Mr Gallop brought claims for unfair dismissal, direct disability discrimination and failure to make reasonable adjustments in the employment tribunal. The tribunal upheld his unfair dismissal claim, but dismissed his discrimination claims on the basis that at no material time did Newport know, or ought reasonably to have known, of Mr Gallop's disability. The EAT upheld that decision, but it was overturned by the Court of Appeal. The court held that Newport had been wrong to accept OH's opinion that Mr Gallop was not disabled. It had failed to ask OH the right specific questions, and it was the ultimate responsibility of the employer to apply its own mind to the test on whether an employee was disabled or not. The court remitted the disability discrimination claims back to a differently constituted employment tribunal.

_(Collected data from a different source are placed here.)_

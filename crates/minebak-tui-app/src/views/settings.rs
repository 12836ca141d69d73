// Copyright (c) 2025 Geoffrey Huntley <ghuntley@ghuntley.com>. All rights reserved.
// SPDX-License-Identifier: Proprietary

use std::path::PathBuf;

use minebak_backup::InstanceRoot;
use minebak_common_i18n::locale_info;
use minebak_tui_component::{Component, RenderContext};
use minebak_tui_core::{Action, Event};
use ratatui::{
	layout::Rect,
	text::{Line, Span},
	widgets::Paragraph,
	Frame,
};

/// Read-only facts the settings page shows next to the live locale and theme.
#[derive(Debug, Clone, Default, PartialEq, Eq)]
pub struct SettingsInfo {
	pub config_path: Option<PathBuf>,
	pub backup_root: PathBuf,
	pub instance_roots: Vec<InstanceRoot>,
}

#[derive(Debug)]
pub struct SettingsView {
	info: SettingsInfo,
}

impl SettingsView {
	pub fn new(info: SettingsInfo) -> Self {
		Self { info }
	}

	pub fn info(&self) -> &SettingsInfo {
		&self.info
	}
}

fn describe_locale(code: &str) -> String {
	match locale_info(code) {
		Some(info) => format!("{} ({})", info.code, info.native_name),
		None => code.to_string(),
	}
}

impl Component for SettingsView {
	fn id(&self) -> &str {
		"settings"
	}

	fn handle_event(&mut self, _event: &Event) -> Vec<Action> {
		vec![]
	}

	fn update(&mut self, _action: &Action) -> Vec<Action> {
		vec![]
	}

	fn render(&self, frame: &mut Frame, area: Rect, ctx: &RenderContext) {
		let label = |key: &str| Span::styled(format!("{}: ", ctx.t(key)), ctx.theme.text.bold);
		let not_set = ctx.t("settings.not_set");

		let mut lines = vec![
			Line::from(vec![label("settings.locale"), Span::raw(describe_locale(ctx.locale()))]),
			Line::from(vec![
				label("settings.fallback_locale"),
				Span::raw(describe_locale(ctx.i18n.fallback_locale())),
			]),
			Line::from(vec![label("settings.theme"), Span::raw(ctx.theme.name.clone())]),
			Line::from(vec![
				label("settings.backup_root"),
				Span::raw(self.info.backup_root.display().to_string()),
			]),
			Line::from(vec![
				label("settings.config_path"),
				Span::raw(
					self.info
						.config_path
						.as_ref()
						.map(|path| path.display().to_string())
						.unwrap_or_else(|| not_set.clone()),
				),
			]),
		];

		if self.info.instance_roots.is_empty() {
			lines.push(Line::from(vec![label("settings.instance_roots"), Span::raw(not_set)]));
		} else {
			lines.push(Line::from(label("settings.instance_roots")));
			for root in &self.info.instance_roots {
				lines.push(Line::from(format!("  - {} ({})", root.path.display(), root.kind)));
			}
		}

		frame.render_widget(Paragraph::new(lines), area);
	}
}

On remittal, the tribunal dismissed Mr Gallop's discrimination claims and he appealed again to the EAT.

The EAT dismissed the appeal and made the following findings in relation to the disability discrimination claim:

  • Mr Gallop's argument that the knowledge of disability of one employee (in this case, OH) must be imputed to all employees was misconceived in the context of direct discrimination. The focus should be on the employee committing the alleged discriminatory acts and on their state of knowledge and state of mind. The decision under question was solely that of one particular manager. What had to be addressed was the mental thought process of that decision-maker and not that of those providing information to that person, unless it could be considered a joint decision;
  • The statutory code of practice states that employers are unlikely to be able to argue that they have no knowledge of disability if an employee or agent of the employer – e.g. HR, OH or a recruitment consultant – knows of the disability.  However, while this establishes practical guidance that should be taken into account by the tribunal when considering knowledge of disability, it is only guidance. It does not establish a principle of imputed knowledge of general application;
  • It was correct for the employment tribunal to concentrate on the state of mind of the decision-maker in the disciplinary process, as he was solely responsible for taking the decision to dismiss. The EAT held that the tribunal was entitled to conclude that the decision-maker had no actual knowledge of Mr Gallop's disability, and there was no evidence his decision to dismiss was because of an intention or motivation stemming from Mr Gallop's disability;
  • There was no evidence that anybody involved in the dismissal process had acted as they had done because of Mr Gallop's disability, and this point had not been raised with the witnesses during cross examination in the remitted hearing.

What does this mean for employers?

Employers should be aware that this case, while useful in the context of direct disability discrimination claims, has no bearing on the question of knowledge in reasonable adjustment claims. Employers will not escape the duty to make reasonable adjustments where they should reasonably have known about an individual's disability and the substantial detriment they suffer. This means that employers should take steps to find out about disabilities and have systems in place to do so.